Start of RECORDS SUPPLIED
//! Client-side guard hook entry point.
//!
//! Runs the configured guard rules for one mode and reports findings:
//! warnings on stdout prefixed `WARN [<rule>]`, failures on stderr prefixed
//! `ERROR [<rule>]`, each followed by an indented file list. Exit codes:
//! `0` clean, `1` failures present, `2` configuration error.

use std::path::{Path, PathBuf};
use std::process::ExitCode;

use anyhow::Context as _;
use clap::{Parser, Subcommand, ValueEnum};
use fence_core::repo::Repository;
use fence_guard::{run_rules, Config, Mode, RunResult};

#[derive(Debug, Parser)]
#[command(name = "fence", version, about = "Guard checks for commits and pushes")]
struct Args {
    /// Hook phase to evaluate the rules for.
    #[arg(long, value_enum, default_value = "pre-commit")]
    mode: ModeArg,

    /// Repository working directory; defaults to the current directory.
    #[arg(long)]
    cwd: Option<PathBuf>,

    /// Explicit configuration path, overriding discovery.
    #[arg(long)]
    config: Option<PathBuf>,

    #[command(subcommand)]
    command: Option<Command>,
}

#[derive(Debug, Subcommand)]
enum Command {
    /// Install pre-commit and pre-push hook scripts invoking this binary.
    Install,
}

#[derive(Debug, Clone, Copy, ValueEnum)]
enum ModeArg {
    PreCommit,
    PrePush,
    Manual,
}

impl From<ModeArg> for Mode {
    fn from(mode: ModeArg) -> Self {
        match mode {
            ModeArg::PreCommit => Mode::PreCommit,
            ModeArg::PrePush => Mode::PrePush,
            ModeArg::Manual => Mode::Manual,
        }
    }
}

fn main() -> ExitCode {
    env_logger::init();
    let args = Args::parse();
    let cwd = args.cwd.clone().unwrap_or_else(|| PathBuf::from("."));

    if let Some(Command::Install) = args.command {
        return match install_hooks(&cwd) {
            Ok(()) => ExitCode::SUCCESS,
            Err(err) => {
                eprintln!("fence: {err:#}");
                ExitCode::from(2)
            }
        };
    }

    let config = match load_config(&cwd, args.config.as_deref()) {
        Ok(config) => config,
        Err(err) => {
            eprintln!("fence: {err}");
            return ExitCode::from(2);
        }
    };

    let rules = config.into_rules();
    let result = run_rules(&rules, args.mode.into(), Repository::at(&cwd));
    report(&result);
    if result.is_blocking() {
        ExitCode::from(1)
    } else {
        ExitCode::SUCCESS
    }
}

fn load_config(cwd: &Path, explicit: Option<&Path>) -> Result<Config, fence_guard::ConfigError> {
    match explicit {
        Some(path) => Config::load(&cwd.join(path)),
        None => Config::discover(cwd),
    }
}

fn report(result: &RunResult) {
    for warning in &result.warnings {
        println!("WARN [{}] {}", warning.name, warning.message);
        for file in &warning.files {
            println!("  - {file}");
        }
    }
    for failure in &result.failures {
        eprintln!("ERROR [{}] {}", failure.name, failure.message);
        for file in &failure.files {
            eprintln!("  - {file}");
        }
    }
}

fn install_hooks(cwd: &Path) -> anyhow::Result<()> {
    let hook_dir = cwd.join(".git").join("hooks");
    anyhow::ensure!(
        hook_dir.is_dir(),
        "no .git/hooks directory found under {cwd:?}; is this a git repository?"
    );
    for mode in ["pre-commit", "pre-push"] {
        let path = hook_dir.join(mode);
        if path.exists() {
            println!("hook exists: {mode} (skipped)");
            continue;
        }
        let script = format!("#!/usr/bin/env bash\nset -euo pipefail\nfence --mode {mode}\n");
        std::fs::write(&path, script).with_context(|| format!("writing {}", path.display()))?;
        #[cfg(unix)]
        {
            use std::os::unix::fs::PermissionsExt;
            std::fs::set_permissions(&path, std::fs::Permissions::from_mode(0o755))
                .with_context(|| format!("marking {} executable", path.display()))?;
        }
        println!("hook installed: {mode}");
    }
    Ok(())
}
End of RECORDS SUPPLIED
**HOW TO COMPLETE THIS TASK**: This exercise requires all the entries to be written out again exactly.

**FINAL ANSWER**:
//! Client-side guard hook entry point.
//!
//! Runs the configured guard rules for one mode and reports findings:
//! warnings on stdout prefixed `WARN [<rule>]`, failures on stderr prefixed
//! `ERROR [<rule>]`, each followed by an indented file list. Exit codes:
//! `0` clean, `1` failures present, `2` configuration error.

use std::path::{Path, PathBuf};
use std::process::ExitCode;

use anyhow::Context as _;
use clap::{Parser, Subcommand, ValueEnum};
use fence_core::repo::Repository;
use fence_guard::{run_rules, Config, Mode, RunResult};

#[derive(Debug, Parser)]
#[command(name = "fence", version, about = "Guard checks for commits and pushes")]
struct Args {
    /// Hook phase to evaluate the rules for.
    #[arg(long, value_enum, default_value = "pre-commit")]
    mode: ModeArg,

    /// Repository working directory; defaults to the current directory.
    #[arg(long)]
    cwd: Option<PathBuf>,

    /// Explicit configuration path, overriding discovery.
    #[arg(long)]
    config: Option<PathBuf>,

    #[command(subcommand)]
    command: Option<Command>,
}

#[derive(Debug, Subcommand)]
enum Command {
    /// Install pre-commit and pre-push hook scripts invoking this binary.
    Install,
}

#[derive(Debug, Clone, Copy, ValueEnum)]
enum ModeArg {
    PreCommit,
    PrePush,
    Manual,
}

impl From<ModeArg> for Mode {
    fn from(mode: ModeArg) -> Self {
        match mode {
            ModeArg::PreCommit => Mode::PreCommit,
            ModeArg::PrePush => Mode::PrePush,
            ModeArg::Manual => Mode::Manual,
        }
    }
}

fn main() -> ExitCode {
    env_logger::init();
    let args = Args::parse();
    let cwd = args.cwd.clone().unwrap_or_else(|| PathBuf::from("."));

    if let Some(Command::Install) = args.command {
        return match install_hooks(&cwd) {
            Ok(()) => ExitCode::SUCCESS,
            Err(err) => {
                eprintln!("fence: {err:#}");
                ExitCode::from(2)
            }
        };
    }

    let config = match load_config(&cwd, args.config.as_deref()) {
        Ok(config) => config,
        Err(err) => {
            eprintln!("fence: {err}");
            return ExitCode::from(2);
        }
    };

    let rules = config.into_rules();
    let result = run_rules(&rules, args.mode.into(), Repository::at(&cwd));
    report(&result);
    if result.is_blocking() {
        ExitCode::from(1)
    } else {
        ExitCode::SUCCESS
    }
}

fn load_config(cwd: &Path, explicit: Option<&Path>) -> Result<Config, fence_guard::ConfigError> {
    match explicit {
        Some(path) => Config::load(&cwd.join(path)),
        None => Config::discover(cwd),
    }
}

fn report(result: &RunResult) {
    for warning in &result.warnings {
        println!("WARN [{}] {}", warning.name, warning.message);
        for file in &warning.files {
            println!("  - {file}");
        }
    }
    for failure in &result.failures {
        eprintln!("ERROR [{}] {}", failure.name, failure.message);
        for file in &failure.files {
            eprintln!("  - {file}");
        }
    }
}

fn install_hooks(cwd: &Path) -> anyhow::Result<()> {
    let hook_dir = cwd.join(".git").join("hooks");
    anyhow::ensure!(
        hook_dir.is_dir(),
        "no .git/hooks directory found under {cwd:?}; is this a git repository?"
    );
    for mode in ["pre-commit", "pre-push"] {
        let path = hook_dir.join(mode);
        if path.exists() {
            println!("hook exists: {mode} (skipped)");
            continue;
        }
        let script = format!("#!/usr/bin/env bash\nset -euo pipefail\nfence --mode {mode}\n");
        std::fs::write(&path, script).with_context(|| format!("writing {}", path.display()))?;
        #[cfg(unix)]
        {
            use std::os::unix::fs::PermissionsExt;
            std::fs::set_permissions(&path, std::fs::Permissions::from_mode(0o755))
                .with_context(|| format!("marking {} executable", path.display()))?;
        }
        println!("hook installed: {mode}");
    }
    Ok(())
}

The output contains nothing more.